[Opening Material for this exercise section]
use std::sync::Arc;

use axum::body::Body;
use axum::http::{header, Request, StatusCode};
use axum::Router;
use tower::ServiceExt;

use super::common::*;
use crate::alerts::{alert_router, AlertRoutes, TriggerSettings};

fn router(harness: &Harness, secret: Option<&str>) -> Router {
    alert_router(Arc::new(AlertRoutes {
        generator: harness.generator.clone(),
        inbox: harness.inbox.clone(),
        trigger: TriggerSettings {
            secret: secret.map(str::to_string),
            accrue_interest: true,
        },
    }))
}

fn trigger(token: Option<&str>) -> Request<Body> {
    let mut request = Request::post("/api/v1/floor-plans/alerts/run");
    if let Some(token) = token {
        request = request.header(header::AUTHORIZATION, format!("Bearer {token}"));
    }
    request.body(Body::empty()).unwrap()
}

#[tokio::test]
async fn trigger_requires_the_shared_secret() {
    let (harness, _, _) = seeded();

    let missing = router(&harness, Some("s3cret"))
        .oneshot(trigger(None))
        .await
        .unwrap();
    assert_eq!(missing.status(), StatusCode::UNAUTHORIZED);

    let wrong = router(&harness, Some("s3cret"))
        .oneshot(trigger(Some("guess")))
        .await
        .unwrap();
    assert_eq!(wrong.status(), StatusCode::UNAUTHORIZED);
    assert!(harness.inbox.list(&dealer(), true).unwrap().is_empty());
}

#[tokio::test]
async fn trigger_is_rejected_when_no_secret_is_configured() {
    let (harness, _, _) = seeded();

    let response = router(&harness, None)
        .oneshot(trigger(Some("")))
        .await
        .unwrap();

    assert_eq!(response.status(), StatusCode::UNAUTHORIZED);
}

#[tokio::test]
async fn authorized_trigger_returns_camel_case_summary() {
    let (harness, _, _) = seeded();

    let response = router(&harness, Some("s3cret"))
        .oneshot(trigger(Some("s3cret")))
        .await
        .unwrap();

    assert_eq!(response.status(), StatusCode::OK);
    let body = json_body(response).await;
    assert_eq!(body["unitsEvaluated"], 2);
    assert_eq!(body["accountsEvaluated"], 1);
    assert!(body["alertsGenerated"].as_u64().unwrap() >= 3);
    assert!(body["timestamp"].is_string());
    assert_eq!(body["interestAccrual"]["units_flagged_past_due"], 1);
}

#[tokio::test]
async fn list_returns_alerts_with_severity_counts() {
    let (harness, _, _) = seeded();
    harness.generator.run().unwrap();

    let response = router(&harness, None)
        .oneshot(
            Request::get("/api/v1/floor-plans/alerts?dealer_id=dealer-alerts")
                .body(Body::empty())
                .unwrap(),
        )
        .await
        .unwrap();

    assert_eq!(response.status(), StatusCode::OK);
    let body = json_body(response).await;
    assert_eq!(body["alerts"].as_array().unwrap().len(), 3);
    assert_eq!(body["counts"]["critical"], 1);
    assert_eq!(body["counts"]["warning"], 2);
    assert_eq!(body["counts"]["info"], 0);
}

#[tokio::test]
async fn dismiss_hides_alert_from_default_listing() {
    let (harness, _, _) = seeded();
    harness.generator.run().unwrap();
    let target = harness.inbox.list(&dealer(), false).unwrap()[0].clone();

    let response = router(&harness, None)
        .oneshot(
            Request::post(format!("/api/v1/floor-plans/alerts/{}/dismiss", target.id))
                .body(Body::empty())
                .unwrap(),
        )
        .await
        .unwrap();

    assert_eq!(response.status(), StatusCode::OK);
    let body = json_body(response).await;
    assert_eq!(body["is_dismissed"], true);
    let open = harness.inbox.list(&dealer(), false).unwrap();
    assert!(open.iter().all(|alert| alert.id != target.id));
}

#[tokio::test]
async fn unknown_alert_returns_not_found() {
    let (harness, _, _) = seeded();

    let response = router(&harness, None)
        .oneshot(
            Request::post(format!(
                "/api/v1/floor-plans/alerts/{}/read",
                crate::alerts::AlertId::new()
            ))
            .body(Body::empty())
            .unwrap(),
        )
        .await
        .unwrap();

    assert_eq!(response.status(), StatusCode::NOT_FOUND);
}
//! Curtailment due-date bookkeeping for floored units.

use chrono::NaiveDate;
use serde::{Deserialize, Serialize};

use crate::finance;
use crate::ledger::domain::{Account, UnitFloorPlan};

/// Cadence of an account's curtailments.
#[derive(Debug, Clone, Copy, PartialEq, Eq, Serialize, Deserialize)]
pub struct CurtailmentScheduler {
    pub first_curtailment_days: i64,
    pub subsequent_curtailment_days: i64,
}

impl CurtailmentScheduler {
    pub fn for_account(account: &Account) -> Self {
        Self {
            first_curtailment_days: account.curtailment_days,
            subsequent_curtailment_days: account.subsequent_curtailment_days,
        }
    }

    /// `None` when the due date would fall outside the representable calendar.
    pub fn due_date(&self, floor_date: NaiveDate, curtailments_paid: u32) -> Option<NaiveDate> {
        finance::next_curtailment_date(
            floor_date,
            self.first_curtailment_days,
            curtailments_paid,
            self.subsequent_curtailment_days,
        )
    }

    pub fn first_due_date(&self, floor_date: NaiveDate) -> Option<NaiveDate> {
        self.due_date(floor_date, 0)
    }

    /// Advance a unit past one curtailment payment.
    ///
    /// Any curtailment-type payment counts, partial or not: the paid counter increments, the next
    /// due date is recomputed from the floor date, and the past-due flag clears. Leaves the unit
    /// untouched and returns `None` when the next due date cannot be represented.
    pub fn record_curtailment(&self, unit: &mut UnitFloorPlan) -> Option<NaiveDate> {
        let paid = unit.curtailments_paid.checked_add(1)?;
        let next = self.due_date(unit.floor_date, paid)?;
        unit.curtailments_paid = paid;
        unit.next_curtailment_date = Some(next);
        unit.is_past_due = false;
        Some(next)
    }

    /// Raise the past-due flag once the due date has passed. Never clears it.
    pub fn flag_if_overdue(unit: &mut UnitFloorPlan, today: NaiveDate) -> bool {
        match unit.next_curtailment_date {
            Some(next) if !unit.is_past_due && finance::days_until(next, today) < 0 => {
                unit.is_past_due = true;
                true
            }
            _ => false,
        }
    }
}
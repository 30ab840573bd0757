//! Remote digest manifest probe.
//!
//! The publishing side keeps a tiny manifest next to each launcher
//! build: one line containing the MD5 of the artifact. Fetching it is
//! how the bootstrap learns whether an update exists without paying for
//! the artifact download.

use anyhow::{Context, Result};
use tracing::debug;

use crate::http::no_cache_headers;

/// One-shot fetch of the published artifact digest.
///
/// The probe makes exactly one request and never retries; on failure the
/// orchestrator falls back to an unconditional background download, so
/// a flaky manifest endpoint degrades to extra bandwidth rather than a
/// failed launch.
pub struct ManifestProbe {
    client: reqwest::Client,
    url: String,
}

impl ManifestProbe {
    /// Create a probe against the given manifest URL.
    pub fn new(client: reqwest::Client, url: impl Into<String>) -> Self {
        Self {
            client,
            url: url.into(),
        }
    }

    /// Fetch the published digest.
    ///
    /// Sends a GET with caching disabled and no conditional headers,
    /// and returns the first non-empty line of the body, trimmed. The
    /// digest is not validated beyond that; a malformed value simply
    /// fails the equality comparison later and triggers a download.
    pub async fn fetch_remote_digest(&self) -> Result<String> {
        debug!("Fetching digest manifest from {}", self.url);

        let response = self
            .client
            .get(&self.url)
            .headers(no_cache_headers())
            .send()
            .await
            .with_context(|| format!("Failed to fetch digest manifest from {}", self.url))?
            .error_for_status()
            .with_context(|| format!("Digest manifest request failed for {}", self.url))?;

        let body = response
            .text()
            .await
            .with_context(|| format!("Failed to read digest manifest from {}", self.url))?;

        let digest = body
            .lines()
            .next()
            .map(str::trim)
            .filter(|line| !line.is_empty())
            .ok_or_else(|| anyhow::anyhow!("Empty digest manifest at {}", self.url))?;

        debug!("Remote digest is {digest}");
        Ok(digest.to_string())
    }
}
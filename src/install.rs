//! Promotion of a downloaded artifact into its canonical place.
//!
//! Downloads land at a pending path next to the canonical artifact;
//! promotion is the rename that makes the new build the one that gets
//! launched. Rename is atomic on the same filesystem, so a crash leaves
//! either the old artifact or the new one, never a torn file. When
//! rename fails (typically a cross-filesystem working directory) a
//! copy-and-delete fallback runs instead, accepting the weaker
//! guarantee.

use anyhow::Result;
use std::path::{Path, PathBuf};
use std::sync::Arc;
use tokio::fs;
use tracing::{debug, warn};

use crate::core::BootstrapError;
use crate::sink::LogSink;

/// Moves the pending artifact over the canonical one.
pub struct Installer {
    pending: PathBuf,
    canonical: PathBuf,
    sink: Arc<dyn LogSink>,
}

impl Installer {
    /// Create an installer for the given path pair.
    pub fn new(pending: PathBuf, canonical: PathBuf, sink: Arc<dyn LogSink>) -> Self {
        Self {
            pending,
            canonical,
            sink,
        }
    }

    /// Promote the pending artifact, if there is one.
    ///
    /// Steps, in order:
    ///
    /// 1. anything at the canonical path that is not a regular file is
    ///    deleted; failure to delete is fatal
    /// 2. if no pending file exists this is a no-op (callers invoke
    ///    promote unconditionally, including after failed downloads)
    /// 3. rename pending over canonical
    /// 4. on rename failure: a canonical file that exists but is not
    ///    writable is fatal; otherwise fall back to copy-and-delete,
    ///    where a copy failure is fatal but a failure to delete the
    ///    leftover pending file is only logged
    ///
    /// After a successful install the artifact is marked executable on
    /// Unix; downloaded files arrive without the execute bit.
    pub async fn promote(&self) -> Result<()> {
        if let Ok(metadata) = fs::metadata(&self.canonical).await
            && !metadata.is_file()
        {
            self.remove_occupying_entry(metadata.is_dir()).await?;
        }

        let pending_is_file =
            fs::metadata(&self.pending).await.map(|metadata| metadata.is_file()).unwrap_or(false);
        if !pending_is_file {
            debug!("no pending artifact at {}", self.pending.display());
            return Ok(());
        }

        self.sink.write_line(&format!(
            "Renaming {} to {}",
            self.pending.display(),
            self.canonical.display()
        ));

        match fs::rename(&self.pending, &self.canonical).await {
            Ok(()) => self.sink.write_line("Renamed successfully."),
            Err(rename_error) => {
                debug!("rename failed: {rename_error}");
                if let Ok(metadata) = fs::metadata(&self.canonical).await
                    && metadata.permissions().readonly()
                {
                    return Err(BootstrapError::TargetNotWritable {
                        path: self.canonical.display().to_string(),
                    }
                    .into());
                }
                self.sink.write_line(
                    "Unable to rename - could be on another filesystem, trying copy & delete.",
                );
                self.copy_and_delete().await?;
            }
        }

        self.mark_executable().await;
        Ok(())
    }

    /// Delete whatever non-file entry occupies the canonical path.
    ///
    /// Directories are removed non-recursively: a populated directory
    /// sitting where the artifact belongs is surprising enough that
    /// refusing (and failing the bootstrap) beats silently destroying
    /// its contents.
    async fn remove_occupying_entry(&self, is_dir: bool) -> Result<()> {
        debug!("removing non-file entry at {}", self.canonical.display());
        let result = if is_dir {
            fs::remove_dir(&self.canonical).await
        } else {
            fs::remove_file(&self.canonical).await
        };
        result.map_err(|source| {
            BootstrapError::TargetDeleteFailed {
                path: self.canonical.display().to_string(),
                source,
            }
            .into()
        })
    }

    async fn copy_and_delete(&self) -> Result<()> {
        let pending_is_file =
            fs::metadata(&self.pending).await.map(|metadata| metadata.is_file()).unwrap_or(false);
        if !pending_is_file {
            // The detached download task or another process beat us here.
            self.sink.write_line("Nevermind... file vanished?");
            return Ok(());
        }

        fs::copy(&self.pending, &self.canonical).await.map_err(|source| {
            BootstrapError::InstallCopyFailed {
                from: self.pending.display().to_string(),
                to: self.canonical.display().to_string(),
                source,
            }
        })?;

        match fs::remove_file(&self.pending).await {
            Ok(()) => self.sink.write_line("Copy & delete succeeded."),
            Err(error) => {
                warn!("could not remove pending artifact after copy: {error}");
                self.sink
                    .write_line(&format!("Unable to remove {} after copy.", self.pending.display()));
            }
        }
        Ok(())
    }

    /// Ensure the installed artifact is executable.
    ///
    /// Best effort: if permissions cannot be set the subsequent launch
    /// fails with a clearer error of its own.
    #[cfg(unix)]
    async fn mark_executable(&self) {
        use std::os::unix::fs::PermissionsExt;

        let Ok(metadata) = fs::metadata(&self.canonical).await else {
            return;
        };
        let mut permissions = metadata.permissions();
        if permissions.mode() & 0o111 == 0 {
            permissions.set_mode(permissions.mode() | 0o755);
            if let Err(error) = fs::set_permissions(&self.canonical, permissions).await {
                warn!("could not mark {} executable: {error}", self.canonical.display());
            }
        }
    }

    #[cfg(not(unix))]
    async fn mark_executable(&self) {}

    /// The canonical artifact path this installer targets.
    #[must_use]
    pub fn canonical(&self) -> &Path {
        &self.canonical
    }
}
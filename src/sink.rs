//! User-visible output for the bootstrap.
//!
//! The bootstrap narrates what it is doing ("Looking for update",
//! "Renamed successfully.") through a [`LogSink`] rather than printing
//! directly. Two things depend on that seam:
//!
//! - the fatal report replays everything printed so far, so the console
//!   sink keeps a transcript alongside mirroring lines to stdout
//! - tests assert on exact wording without capturing stdout
//!
//! Ambient diagnostics (`tracing`) are separate and never go through the
//! sink; the sink carries only the lines a user is meant to read.

use std::sync::Mutex;

/// Receiver for the bootstrap's user-visible progress lines.
///
/// Implementations must be callable from both the control task and the
/// background download task, so the trait requires `Send + Sync` and
/// takes `&self`.
pub trait LogSink: Send + Sync {
    /// Record one line of progress output.
    fn write_line(&self, line: &str);
}

/// The production sink: mirrors each line to stdout and accumulates a
/// transcript for the fatal report.
#[derive(Default)]
pub struct ConsoleSink {
    buffer: Mutex<String>,
}

impl ConsoleSink {
    /// Create an empty console sink.
    #[must_use]
    pub fn new() -> Self {
        Self::default()
    }

    /// Everything written so far, one line per `write_line` call.
    ///
    /// Used by the fatal report to show the run's full output in bug
    /// reports.
    #[must_use]
    pub fn transcript(&self) -> String {
        self.buffer.lock().map(|buffer| buffer.clone()).unwrap_or_default()
    }
}

impl LogSink for ConsoleSink {
    fn write_line(&self, line: &str) {
        println!("{line}");
        if let Ok(mut buffer) = self.buffer.lock() {
            buffer.push_str(line);
            buffer.push('\n');
        }
    }
}

/// Test sink that records lines without touching stdout.
#[derive(Default)]
pub struct MemorySink {
    lines: Mutex<Vec<String>>,
}

impl MemorySink {
    /// Create an empty memory sink.
    #[must_use]
    pub fn new() -> Self {
        Self::default()
    }

    /// All lines recorded so far, in order.
    #[must_use]
    pub fn lines(&self) -> Vec<String> {
        self.lines.lock().map(|lines| lines.clone()).unwrap_or_default()
    }

    /// Whether any recorded line contains `needle`.
    #[must_use]
    pub fn contains(&self, needle: &str) -> bool {
        self.lines().iter().any(|line| line.contains(needle))
    }
}

impl LogSink for MemorySink {
    fn write_line(&self, line: &str) {
        if let Ok(mut lines) = self.lines.lock() {
            lines.push(line.to_string());
        }
    }
}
[Closing Material for this exercise section]
_Try it:_
Across the records above, count the lines holding "progress" and write down only that count.

_Response below:_
2